# my lacie ext.hard drive does not mount on my desktop anymore



## cameragirl (Sep 24, 2009)

I have googled my problem but did not find anything that solves my problem. I always found great help in this forum so hope you guys can help me out. I am back from vacation and about to download hundreds of photos on my Mac. So all of a sudden my Lacie does not show on my desktop (my kids have been using my computer I know). I unplugged everything for half hour, reconnected and still nothing. My Lacie has no firewire just a USB cable, if that is important to know. Please, any advice?


----------



## Mark Sirota (Sep 24, 2009)

Hopefully the drive isn't dead... Do you have another computer you can try plugging it into? Another USB cable? A different port on your computer?


----------



## Victoria Bampton (Sep 24, 2009)

You could also open Disk Utility and see if it shows up at all, and if it does, try mounting it from there.


----------



## cameragirl (Sep 24, 2009)

[quote author=Mark Sirota link=topic=7914.msg54'27#msg54'27 date=1253754154]
Hopefully the drive isn't dead... Do you have another computer you can try plugging it into? Another USB cable? A different port on your computer?
[/quote]

I tried using another USB cable and another port as well...no luck. It is fairly new, purchased it two months ago. THink it has been unplugged by accident, by my kids.


----------



## cameragirl (Sep 24, 2009)

[quote author=Victoria Bampton link=topic=7914.msg54'36#msg54'36 date=1253772289]
You could also open Disk Utility and see if it shows up at all, and if it does, try mounting it from there.
[/quote]

I did that too....the Lacie icon shows but it is greyed out


----------



## Kiwigeoff (Sep 24, 2009)

I recall having that happen to me some time ago!! Now what OS and which processor chip are you using? I'll think/look back and see if I can recall the remedy!!


----------



## cameragirl (Sep 25, 2009)

[quote author=Kiwigeoff link=topic=7914.msg54'92#msg54'92 date=125383'869]
I recall having that happen to me some time ago!! Now what OS and which processor chip are you using?
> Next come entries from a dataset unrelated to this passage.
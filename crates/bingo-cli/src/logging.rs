//! Logging configuration and initialization.
//!
//! Logs always go to stderr: stdout carries only the final JSON report.
//! - Presets (production, verbose, debug, trace, quiet)
//! - Per-target level overrides via `--log`
//! - JSON output format
//! - Environment variable fallback (RUST_LOG)

use std::collections::HashMap;
use tracing::Level;
use tracing_subscriber::{
    fmt::{self, format::FmtSpan},
    layer::SubscriberExt,
    util::SubscriberInitExt,
    EnvFilter,
};

/// Log output format.
#[derive(Debug, Clone, Copy, Default, PartialEq, Eq)]
pub enum LogFormat {
    #[default]
    Text,
    Json,
}

impl std::str::FromStr for LogFormat {
    type Err = String;

    fn from_str(s: &str) -> Result<Self, Self::Err> {
        match s.to_lowercase().as_str() {
            "text" => Ok(LogFormat::Text),
            "json" => Ok(LogFormat::Json),
            _ => Err(format!("Invalid log format: '{}'. Use 'text' or 'json'.", s)),
        }
    }
}

/// Logging preset levels.
#[derive(Debug, Clone, Copy, Default, PartialEq, Eq)]
pub enum LogPreset {
    /// Startup and sync results only
    #[default]
    Production,
    Verbose,
    /// Includes request URLs and payload sizes
    Debug,
    Trace,
    /// Warnings and errors only
    Quiet,
}

/// Logging configuration built from CLI arguments.
#[derive(Debug, Clone, Default)]
pub struct LogConfig {
    pub preset: LogPreset,
    /// Per-target level overrides (e.g., "bingo::sync" -> DEBUG)
    pub overrides: HashMap<String, Level>,
    pub format: LogFormat,
}

impl LogConfig {
    pub fn from_cli(
        verbose: bool,
        debug: bool,
        trace: bool,
        quiet: bool,
        log_overrides: Vec<String>,
        format: LogFormat,
    ) -> Self {
        let preset = if quiet {
            LogPreset::Quiet
        } else if trace {
            LogPreset::Trace
        } else if debug {
            LogPreset::Debug
        } else if verbose {
            LogPreset::Verbose
        } else {
            LogPreset::Production
        };

        // "target=level" pairs, comma separated or repeated
        let mut overrides = HashMap::new();
        for override_str in log_overrides {
            for part in override_str.split(',') {
                if let Some((target, level_str)) = part.split_once('=') {
                    let target = target.trim();
                    let full_target = if target.starts_with("bingo::") || target == "reqwest" {
                        target.to_string()
                    } else {
                        format!("bingo::{}", target)
                    };

                    if let Ok(level) = parse_level(level_str.trim()) {
                        overrides.insert(full_target, level);
                    }
                }
            }
        }

        Self {
            preset,
            overrides,
            format,
        }
    }

    /// Build an EnvFilter from this configuration. RUST_LOG wins when set.
    pub fn build_filter(&self) -> EnvFilter {
        if let Ok(env_filter) = EnvFilter::try_from_default_env() {
            return env_filter;
        }

        let mut directives = self.directives();
        for (target, level) in &self.overrides {
            directives.push(format!("{}={}", target, level_to_str(*level)));
        }

        EnvFilter::try_new(directives.join(",")).unwrap_or_else(|_| EnvFilter::new("info"))
    }

    fn directives(&self) -> Vec<String> {
        match self.preset {
            LogPreset::Production => vec![
                "bingo::startup=info".into(),
                "bingo::catalog=warn".into(),
                "bingo::sync=info".into(),
                "bingo::invite=warn".into(),
                "reqwest=warn".into(),
            ],
            LogPreset::Verbose => vec!["bingo=info".into(), "reqwest=info".into()],
            LogPreset::Debug => vec!["bingo=debug".into(), "reqwest=debug".into()],
            LogPreset::Trace => vec!["bingo=trace".into(), "reqwest=trace".into()],
            LogPreset::Quiet => vec!["bingo=warn".into(), "reqwest=error".into()],
        }
    }
}

fn parse_level(s: &str) -> Result<Level, ()> {
    match s.to_lowercase().as_str() {
        "trace" => Ok(Level::TRACE),
        "debug" => Ok(Level::DEBUG),
        "info" => Ok(Level::INFO),
        "warn" | "warning" => Ok(Level::WARN),
        "error" => Ok(Level::ERROR),
        _ => Err(()),
    }
}

fn level_to_str(level: Level) -> &'static str {
    match level {
        Level::TRACE => "trace",
        Level::DEBUG => "debug",
        Level::INFO => "info",
        Level::WARN => "warn",
        Level::ERROR => "error",
    }
}

/// Initialize the tracing subscriber with the given configuration.
pub fn init(config: &LogConfig) {
    let filter = config.build_filter();

    match config.format {
        LogFormat::Text => {
            tracing_subscriber::registry()
                .with(filter)
                .with(
                    fmt::layer()
                        .with_writer(std::io::stderr)
                        .with_target(true)
                        .with_file(false)
                        .with_line_number(false),
                )
                .init();
        }
        LogFormat::Json => {
            tracing_subscriber::registry()
                .with(filter)
                .with(
                    fmt::layer()
                        .json()
                        .with_writer(std::io::stderr)
                        .with_target(true)
                        .with_span_events(FmtSpan::CLOSE),
                )
                .init();
        }
    }
}

#[cfg(test)]
mod tests {
    use super::*;

    #[test]
    fn test_log_format_from_str() {
        assert_eq!("text".parse::<LogFormat>().unwrap(), LogFormat::Text);
        assert_eq!("JSON".parse::<LogFormat>().unwrap(), LogFormat::Json);
        assert!("yaml".parse::<LogFormat>().is_err());
    }

    #[test]
    fn test_config_from_cli_preset_priority() {
        let config = LogConfig::from_cli(true, true, true, true, vec![], LogFormat::Text);
        assert_eq!(config.preset, LogPreset::Quiet);

        let config = LogConfig::from_cli(true, true, true, false, vec![], LogFormat::Text);
        assert_eq!(config.preset, LogPreset::Trace);

        let config = LogConfig::from_cli(true, true, false, false, vec![], LogFormat::Text);
        assert_eq!(config.preset, LogPreset::Debug);

        let config = LogConfig::from_cli(true, false, false, false, vec![], LogFormat::Text);
        assert_eq!(config.preset, LogPreset::Verbose);

        let config = LogConfig::from_cli(false, false, false, false, vec![], LogFormat::Text);
        assert_eq!(config.preset, LogPreset::Production);
    }

    #[test]
    fn test_overrides_are_prefixed() {
        let config = LogConfig::from_cli(
            false,
            false,
            false,
            false,
            vec!["sync=debug".into(), "catalog=trace, bingo::invite=info".into(), "reqwest=warn".into()],
            LogFormat::Text,
        );

        assert_eq!(config.overrides.get("bingo::sync"), Some(&Level::DEBUG));
        assert_eq!(config.overrides.get("bingo::catalog"), Some(&Level::TRACE));
        assert_eq!(config.overrides.get("bingo::invite"), Some(&Level::INFO));
        assert_eq!(config.overrides.get("reqwest"), Some(&Level::WARN));
    }

    #[test]
    fn test_unknown_level_is_ignored() {
        let config = LogConfig::from_cli(
            false,
            false,
            false,
            false,
            vec!["sync=loud".into()],
            LogFormat::Text,
        );
        assert!(config.overrides.is_empty());
    }
}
I'll think/look back and see if I can recall the remedy!!
[/quote]

Oh i really hope you can help me out!! OK, what info do you need, I use an iMac OS X 1'.5.8, processor Intel Core 2 Duo, 2.8 Ghz, nr. of processors:1, is that any help?


----------



## Kiwigeoff (Sep 25, 2009)

This link describes what I did:http://support.apple.com/kb/HT1379
Reset the PRAM, hope that works


----------



## cameragirl (Sep 25, 2009)

[quote author=Kiwigeoff link=topic=7914.msg541''#msg541'' date=125384''82]
This link describes what I did:http://support.apple.com/kb/HT1379
Reset the PRAM, hope that works  
[/quote]

Had all my hopes on your solution.......failed too! I already sent a message to Lacie Troubleshooting, dont know what else to do. It is only two months old, never had a problem. Sigh.


----------



## Kiwigeoff (Sep 25, 2009)

Oh poop!!! :'( 
Best of luck with La Cie. Can you try it on another Mac?


----------



## Victoria Bampton (Sep 25, 2009)

Daft question I'm sure - you have tried rebooting the computer too?


----------



## Kiwigeoff (Sep 25, 2009)

[quote author=Victoria Bampton link=topic=7914.msg54128#msg54128 date=12538615'7]
Daft question I'm sure - you have tried rebooting the computer too?
[/quote]
That was required in the link I posted resetting the PRAM............... good thought, I appreciate it is early there!!


----------



## clee01l (Sep 25, 2009)

Since things are not looking so great from the hardware perspective, You might try another enclosure for the drive itself. In the LaCie, there exists a standard HD along with circuitry and perhaps firmware to manage the data traffic from your computer to the Physical HD. A new enclosure might run $2' USD. You might even be able to borrow one for this test. Disassembling the LaCie and putting the HD in a new enclosure may give you access to your data. It will at least determine if the HD itself has failed.


----------



## cameragirl (Sep 25, 2009)

Today I tried to mount the Lacie on my son's Mac computer, no results....so it must be the Lacie and not the imac. I bought it last week of July so I could try to take it back. Dont know what to do, Lacie support is pretty slow to reply to the problem. Havent heard anything yet.


----------



## Victoria Bampton (Sep 25, 2009)

Yuk, sorry to hear that!


----------



## Kiwigeoff (Sep 25, 2009)

These things do happen!! Hopefully it will all work out in the end :


----------



## sizzlingbadger (Sep 25, 2009)

My FW8'' drive died a few weeks ago, it was the enclosure that had the issue so I moved the drive to another enclosure and recovered my files before sending it back for replacement. (I had backups too but wanted to clear the drive before sending it away)


----------



## hassiman (Sep 28, 2009)

I have had really bad luck with LaCie drives. I use CalDigits now and am much happier... but they are more expensive.


----------



## cameragirl (Sep 28, 2009)

I am going to send the Lacie back to manufacturer, still got warranty. I bought Lacie because years ago I purchased the red brick (6'GB) and this still works!
In the meantime I bought yesterday a Hitachi simpledrive, like the Lacie red brick, no power plug necessary. Did not feel buying another Lacie now :icon_twisted:


----------